En 1931, le Père Noël troque le verre de lait au profit du Coca-Cola. Portrait de l’une des plus fructueuses rencontres de l’histoire de la publicité.

C’est une véritable histoire de Noël. Pas aussi connue que la Nativité, certes, mais presque aussi miraculeuse. Il s’agit de la petite légende d’une entreprise en mal de ventes qui, par une belle nuit d’hiver, aura vu ses vœux les plus chers être exaucés par le Père Noël en personne. Comme quoi les PDG de Coca-Cola ont dû être bien sages cette année-là… Genèse d’un succès marketing.

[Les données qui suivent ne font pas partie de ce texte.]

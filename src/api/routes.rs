use axum::{
    http::{StatusCode, Uri},
    response::{IntoResponse, Response},
    routing::{get, post},
    Router,
};
use tower_http::limit::RequestBodyLimitLayer;

use crate::error::AppError;
use crate::server::AppState;

use super::fanout::{broadcast_to_group, send_to_user};
use super::groups::group_connections;
use super::health::{health, stats, system_info};
use super::metrics::prometheus_metrics;

/// Upper bound on fan-out request bodies
const MAX_FANOUT_BODY_BYTES: usize = 1024 * 1024;

pub fn api_routes() -> Router<AppState> {
    Router::new()
        // Health & Stats
        .route("/health", get(health))
        .route("/stats", get(stats))
        .route("/metrics", get(prometheus_metrics))
        .route("/api/system/info", get(system_info))
        // Fan-out endpoints
        .nest(
            "/api/v1",
            Router::new()
                .route("/groups/{group}/broadcast", post(broadcast_to_group))
                .route("/groups/{group}/connections", get(group_connections))
                .route("/users/{user_id}/send", post(send_to_user))
                .layer(RequestBodyLimitLayer::new(MAX_FANOUT_BODY_BYTES)),
        )
}

/// Fallback for unmatched routes.
///
/// API paths get the JSON error envelope, everything else a bare 404.
pub async fn not_found(uri: Uri) -> Response {
    if is_api_path(uri.path()) {
        AppError::NotFound(format!("No route for {}", uri.path())).into_response()
    } else {
        StatusCode::NOT_FOUND.into_response()
    }
}

fn is_api_path(path: &str) -> bool {
    path == "/api" || path.starts_with("/api/")
}

#[cfg(test)]
mod tests {
    use super::*;

    #[test]
    fn test_is_api_path() {
        assert!(is_api_path("/api"));
        assert!(is_api_path("/api/v1/unknown"));
        assert!(!is_api_path("/apiary"));
        assert!(!is_api_path("/static/app.js"));
    }
}
//! Logging and distributed tracing setup.
//!
//! - `tracing` subscriber with an `EnvFilter` (`RUST_LOG`, default `info`)
//! - Human-readable or JSON log lines
//! - Optional OTLP exporter for traces (Jaeger, Tempo, ...)
//!
//! # Environment Variables
//!
//! | Variable | Description | Default |
//! |----------|-------------|---------|
//! | `NEXUS_OTEL__ENABLED` | Enable OpenTelemetry tracing | `false` |
//! | `NEXUS_OTEL__ENDPOINT` | OTLP gRPC endpoint | `http://localhost:4317` |
//! | `NEXUS_OTEL__SERVICE_NAME` | Service name in traces | `nexus-learn-backend` |
//! | `NEXUS_OTEL__SAMPLING_RATIO` | Trace sampling ratio (0.0-1.0) | `1.0` |
//! | `NEXUS_OTEL__JSON_LOGS` | Emit JSON log lines | `false` |

use opentelemetry::trace::TracerProvider;
use opentelemetry::KeyValue;
use opentelemetry_otlp::WithExportConfig;
use opentelemetry_sdk::{
    runtime,
    trace::{RandomIdGenerator, Sampler, TracerProvider as SdkTracerProvider},
    Resource,
};
use tracing_subscriber::{fmt, layer::SubscriberExt, util::SubscriberInitExt, EnvFilter};

use crate::config::OtelConfig;

/// Result type for telemetry operations
pub type TelemetryResult<T> = Result<T, TelemetryError>;

/// Telemetry-specific error type
#[derive(Debug, thiserror::Error)]
pub enum TelemetryError {
    #[error("Failed to build OTLP exporter: {0}")]
    ExporterBuild(String),
    #[error("Failed to install tracing subscriber: {0}")]
    SubscriberInit(String),
}

/// Keeps the tracer provider alive; flushes spans when dropped.
pub struct TelemetryGuard {
    provider: Option<SdkTracerProvider>,
}

impl Drop for TelemetryGuard {
    fn drop(&mut self) {
        if let Some(provider) = self.provider.take() {
            tracing::info!("Shutting down OpenTelemetry tracer provider");
            if let Err(e) = provider.shutdown() {
                eprintln!("Failed to shut down tracer provider: {e}");
            }
        }
    }
}

/// Install the global tracing subscriber.
///
/// The returned guard must be held for the lifetime of the process.
pub fn init_telemetry(config: &OtelConfig) -> TelemetryResult<TelemetryGuard> {
    let env_filter = EnvFilter::try_from_default_env()
        .unwrap_or_else(|_| EnvFilter::new("info"));

    let json_layer = config.json_logs.then(|| fmt::layer().json());
    let text_layer = (!config.json_logs).then(fmt::layer);

    let provider = if config.enabled {
        Some(init_otel_tracer(config)?)
    } else {
        None
    };
    let otel_layer = provider.as_ref().map(|p| {
        tracing_opentelemetry::layer().with_tracer(p.tracer(config.service_name.clone()))
    });

    tracing_subscriber::registry()
        .with(env_filter)
        .with(json_layer)
        .with(text_layer)
        .with(otel_layer)
        .try_init()
        .map_err(|e| TelemetryError::SubscriberInit(e.to_string()))?;

    if config.enabled {
        tracing::info!(
            endpoint = %config.endpoint,
            service_name = %config.service_name,
            sampling_ratio = %config.sampling_ratio,
            "OpenTelemetry tracing initialized"
        );
    } else {
        tracing::info!("Tracing initialized (OpenTelemetry disabled)");
    }

    Ok(TelemetryGuard { provider })
}

/// Initialize the OpenTelemetry tracer with OTLP exporter.
fn init_otel_tracer(config: &OtelConfig) -> TelemetryResult<SdkTracerProvider> {
    let exporter = opentelemetry_otlp::SpanExporter::builder()
        .with_tonic()
        .with_endpoint(&config.endpoint)
        .build()
        .map_err(|e| TelemetryError::ExporterBuild(e.to_string()))?;

    let provider = SdkTracerProvider::builder()
        .with_batch_exporter(exporter, runtime::Tokio)
        .with_sampler(sampler_for(config.sampling_ratio))
        .with_id_generator(RandomIdGenerator::default())
        .with_resource(Resource::new(vec![
            KeyValue::new(
                opentelemetry_semantic_conventions::resource::SERVICE_NAME,
                config.service_name.clone(),
            ),
            KeyValue::new(
                opentelemetry_semantic_conventions::resource::SERVICE_VERSION,
                env!("CARGO_PKG_VERSION"),
            ),
        ]))
        .build();

    Ok(provider)
}

fn sampler_for(ratio: f64) -> Sampler {
    if ratio >= 1.0 {
        Sampler::AlwaysOn
    } else if ratio <= 0.0 {
        Sampler::AlwaysOff
    } else {
        Sampler::TraceIdRatioBased(ratio)
    }
}
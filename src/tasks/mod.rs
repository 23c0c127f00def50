//! Background tasks.

mod heartbeat;

pub use heartbeat::HeartbeatTask;
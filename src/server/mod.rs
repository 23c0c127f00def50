mod app;
mod middleware;
mod state;

pub use app::{create_app, prepare_storage};
pub use middleware::{cors_layer, trusted_host};
pub use state::AppState;
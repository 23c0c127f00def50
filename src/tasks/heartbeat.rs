use std::sync::atomic::{AtomicUsize, Ordering};
use std::sync::Arc;
use std::time::{Duration, Instant};

use futures::future::join_all;
use tokio::sync::broadcast;

use crate::config::WebSocketConfig;
use crate::connection_manager::{ConnectionManager, SendError};
use crate::metrics::HeartbeatMetrics;
use crate::websocket::{OutboundMessage, ServerMessage};

/// Maximum concurrent heartbeat sends to avoid overwhelming the system
const MAX_CONCURRENT_HEARTBEATS: usize = 1000;

/// Background task that keeps idle connections alive with an outbound heartbeat
pub struct HeartbeatTask {
    config: WebSocketConfig,
    connection_manager: Arc<ConnectionManager>,
    shutdown: broadcast::Receiver<()>,
}

impl HeartbeatTask {
    pub fn new(
        config: WebSocketConfig,
        connection_manager: Arc<ConnectionManager>,
        shutdown: broadcast::Receiver<()>,
    ) -> Self {
        Self {
            config,
            connection_manager,
            shutdown,
        }
    }

    pub async fn run(mut self) {
        let heartbeat_interval = Duration::from_secs(self.config.heartbeat_interval.max(1));
        let mut heartbeat_timer = tokio::time::interval(heartbeat_interval);

        // Skip immediate first tick
        heartbeat_timer.tick().await;

        tracing::info!(
            heartbeat_interval_secs = heartbeat_interval.as_secs(),
            "Heartbeat task started"
        );

        loop {
            tokio::select! {
                _ = self.shutdown.recv() => {
                    tracing::info!("Heartbeat task received shutdown signal");
                    break;
                }
                _ = heartbeat_timer.tick() => {
                    self.send_heartbeats().await;
                }
            }
        }

        tracing::info!("Heartbeat task stopped");
    }

    /// Send one heartbeat to every registered connection, in batches
    async fn send_heartbeats(&self) {
        let connections = self.connection_manager.all_connections();
        let total_count = connections.len();

        if total_count == 0 {
            return;
        }

        let outbound = match OutboundMessage::preserialize(&ServerMessage::Heartbeat) {
            Ok(outbound) => outbound,
            Err(e) => {
                tracing::error!(error = %e, "Failed to serialize heartbeat");
                return;
            }
        };

        let start = Instant::now();
        let sent = AtomicUsize::new(0);
        let failed = AtomicUsize::new(0);
        let timed_out = AtomicUsize::new(0);

        for batch in connections.chunks(MAX_CONCURRENT_HEARTBEATS) {
            let futures = batch.iter().map(|handle| {
                let outbound = outbound.clone();
                let (sent, failed, timed_out) = (&sent, &failed, &timed_out);

                async move {
                    match handle.send_outbound(outbound).await {
                        Ok(()) => {
                            sent.fetch_add(1, Ordering::Relaxed);
                        }
                        Err(SendError::Closed) => {
                            failed.fetch_add(1, Ordering::Relaxed);
                            tracing::debug!(
                                connection_id = %handle.id,
                                "Failed to send heartbeat, connection is closing"
                            );
                        }
                        Err(SendError::Timeout) => {
                            timed_out.fetch_add(1, Ordering::Relaxed);
                            tracing::debug!(
                                connection_id = %handle.id,
                                "Heartbeat send timed out"
                            );
                        }
                    }
                }
            });

            join_all(futures).await;
        }

        let elapsed_ms = start.elapsed().as_millis() as u64;
        let timed_out_count = timed_out.load(Ordering::Relaxed);

        HeartbeatMetrics::record_duration_ms(elapsed_ms);
        if timed_out_count > 0 {
            HeartbeatMetrics::record_timeouts(timed_out_count as u64);
        }

        tracing::debug!(
            total = total_count,
            sent = sent.load(Ordering::Relaxed),
            failed = failed.load(Ordering::Relaxed),
            timed_out = timed_out_count,
            elapsed_ms = elapsed_ms,
            "Heartbeat round completed"
        );

        if elapsed_ms > (self.config.heartbeat_interval * 1000 / 2) {
            tracing::warn!(
                elapsed_ms = elapsed_ms,
                heartbeat_interval_ms = self.config.heartbeat_interval * 1000,
                connections = total_count,
                "Heartbeat round took more than 50% of interval"
            );
        }
    }
}

#[cfg(test)]
mod tests {
    use super::*;
    use crate::connection_manager::ConnectionHandle;
    use tokio::sync::mpsc;

    #[tokio::test]
    async fn test_heartbeat_task_shutdown() {
        let config = WebSocketConfig::default();
        let connection_manager = Arc::new(ConnectionManager::new());
        let (shutdown_tx, shutdown_rx) = broadcast::channel(1);

        let task = HeartbeatTask::new(config, connection_manager, shutdown_rx);

        let handle = tokio::spawn(async move {
            task.run().await;
        });

        tokio::time::sleep(Duration::from_millis(100)).await;
        shutdown_tx.send(()).unwrap();

        tokio::time::timeout(Duration::from_secs(2), handle)
            .await
            .expect("Task should complete")
            .expect("Task should not panic");
    }

    #[tokio::test]
    async fn test_heartbeat_sends_to_connections() {
        let config = WebSocketConfig {
            heartbeat_interval: 1,
            ..Default::default()
        };
        let connection_manager = Arc::new(ConnectionManager::new());
        let (shutdown_tx, shutdown_rx) = broadcast::channel(1);

        let (tx, mut rx) = mpsc::channel::<OutboundMessage>(10);
        let handle = Arc::new(ConnectionHandle::new(
            "tab-1",
            Some(7),
            tx,
            Duration::from_millis(100),
        ));
        connection_manager.register(&handle).unwrap();

        let task = HeartbeatTask::new(config, connection_manager, shutdown_rx);
        let task_handle = tokio::spawn(async move {
            task.run().await;
        });

        let msg = tokio::time::timeout(Duration::from_secs(3), rx.recv())
            .await
            .expect("Should receive heartbeat")
            .expect("Channel should not be closed");

        assert_eq!(msg.to_json().unwrap(), r#"{"type":"heartbeat"}"#);

        shutdown_tx.send(()).unwrap();
        let _ = task_handle.await;
    }
}
use std::sync::Arc;

use chrono::{DateTime, Utc};
use serde::{Deserialize, Deserializer, Serialize};
use serde_json::{Map, Value};

/// Messages sent from client to server.
///
/// Every inbound frame must be a JSON object. The `type` field selects a
/// known variant; anything unrecognised lands in [`ClientMessage::Other`]
/// with the full object preserved.
#[derive(Debug, Clone, PartialEq)]
pub enum ClientMessage {
    Ping,
    Other(Map<String, Value>),
}

impl ClientMessage {
    pub fn from_object(object: Map<String, Value>) -> Self {
        match object.get("type").and_then(Value::as_str) {
            Some("ping") => Self::Ping,
            _ => Self::Other(object),
        }
    }

    /// Label used for logging and metrics
    pub fn kind(&self) -> &'static str {
        match self {
            Self::Ping => "ping",
            Self::Other(_) => "echo",
        }
    }
}

impl<'de> Deserialize<'de> for ClientMessage {
    fn deserialize<D>(deserializer: D) -> Result<Self, D::Error>
    where
        D: Deserializer<'de>,
    {
        Map::deserialize(deserializer).map(Self::from_object)
    }
}

/// Messages sent from server to client
#[derive(Debug, Clone, PartialEq, Serialize, Deserialize)]
#[serde(tag = "type", rename_all = "snake_case")]
pub enum ServerMessage {
    Pong {
        timestamp: DateTime<Utc>,
    },
    Echo {
        data: Map<String, Value>,
    },
    Broadcast {
        group: String,
        data: Value,
    },
    Direct {
        data: Value,
    },
    Heartbeat,
    Shutdown {
        reason: String,
        #[serde(skip_serializing_if = "Option::is_none")]
        reconnect_after_seconds: Option<u64>,
    },
    Error {
        code: String,
        message: String,
    },
}

impl ServerMessage {
    pub fn pong() -> Self {
        Self::Pong {
            timestamp: Utc::now(),
        }
    }

    pub fn echo(data: Map<String, Value>) -> Self {
        Self::Echo { data }
    }

    pub fn error(code: impl Into<String>, message: impl Into<String>) -> Self {
        Self::Error {
            code: code.into(),
            message: message.into(),
        }
    }

    pub fn shutdown(reason: impl Into<String>, reconnect_after_seconds: Option<u64>) -> Self {
        Self::Shutdown {
            reason: reason.into(),
            reconnect_after_seconds,
        }
    }

    /// Build the reply for an inbound message
    pub fn reply_to(msg: ClientMessage) -> Self {
        match msg {
            ClientMessage::Ping => Self::pong(),
            ClientMessage::Other(data) => Self::echo(data),
        }
    }
}

/// What actually travels through a connection's outbound queue.
///
/// Fan-out serializes once and hands every recipient the same shared text.
#[derive(Debug, Clone)]
pub enum OutboundMessage {
    Raw(ServerMessage),
    Serialized(Arc<str>),
}

impl OutboundMessage {
    pub fn preserialize(message: &ServerMessage) -> Result<Self, serde_json::Error> {
        Ok(Self::Serialized(Arc::from(serde_json::to_string(message)?)))
    }

    pub fn to_json(&self) -> Result<String, serde_json::Error> {
        match self {
            Self::Raw(message) => serde_json::to_string(message),
            Self::Serialized(text) => Ok(text.to_string()),
        }
    }
}
//! Optional database backing store.
//!
//! The real-time layer never touches the database; it is only probed for the
//! aggregate health report.

mod pool;

pub use pool::{DatabaseError, PostgresDatabase};

use async_trait::async_trait;

/// Liveness check for a database dependency
#[async_trait]
pub trait DatabaseProbe: Send + Sync {
    /// True if the database answered a trivial query
    async fn ping(&self) -> bool;

    /// Short backend name for reports
    fn backend(&self) -> &'static str;
}
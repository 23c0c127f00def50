mod settings;

pub use settings::{
    DatabaseConfig, OtelConfig, ServerConfig, Settings, StorageConfig, WebSocketConfig,
};
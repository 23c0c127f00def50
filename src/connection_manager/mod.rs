//! Registry of live WebSocket connections and group/user fan-out.

mod guard;
mod registry;
mod stats;
mod types;

pub use guard::Registration;
pub use registry::ConnectionManager;
pub use stats::{
    BroadcastReport, ConnectionInfo, ConnectionStats, DeliveryFailure, FanoutStats,
    FanoutStatsSnapshot, GroupInfo,
};
pub use types::{
    ConnectionError, ConnectionHandle, ConnectionLimits, DuplicateUserPolicy, SendError, UserId,
};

États-Unis, 1931. Le pays traverse la plus importante récession du 20e siècle. À l’instar de l’économie, les ventes de boissons gazeuses périclitent. Et, comme à chaque hiver, les nord-américains boudent un peu plus les rafraîchissements sucrés, jugés trop estivaux. Une entreprise d’Atlanta, bien connue sous le nom de la Coca-Cola Compagny, y va alors d’une offensive publicitaire spécifiquement conçue pour revigorer ses ventes hivernales. On confie alors au dessinateur Haddon Sundblom le mandat d’illustrer un « père » Noël aux traits chaleureux et à l’air magnanime. Avec un verre de Coke à la main, bien sûr ! La suite appartient désormais à l’histoire. « Personne n’aurait pu le prédire à l’époque, mais cette image de Père Noël sympathique, rieur et bien portant allait devenir celle que tout le monde garde à tout jamais en tête, affirme Ted Ryan, directeur des communications du patrimoine de Coca-Cola. Le personnage qu’avait dessiné Sundblom était si extraordinaire que le monde entier s’est épris de lui. Comme si nous découvrions enfin le Père Noël que nous avions toujours espéré ! »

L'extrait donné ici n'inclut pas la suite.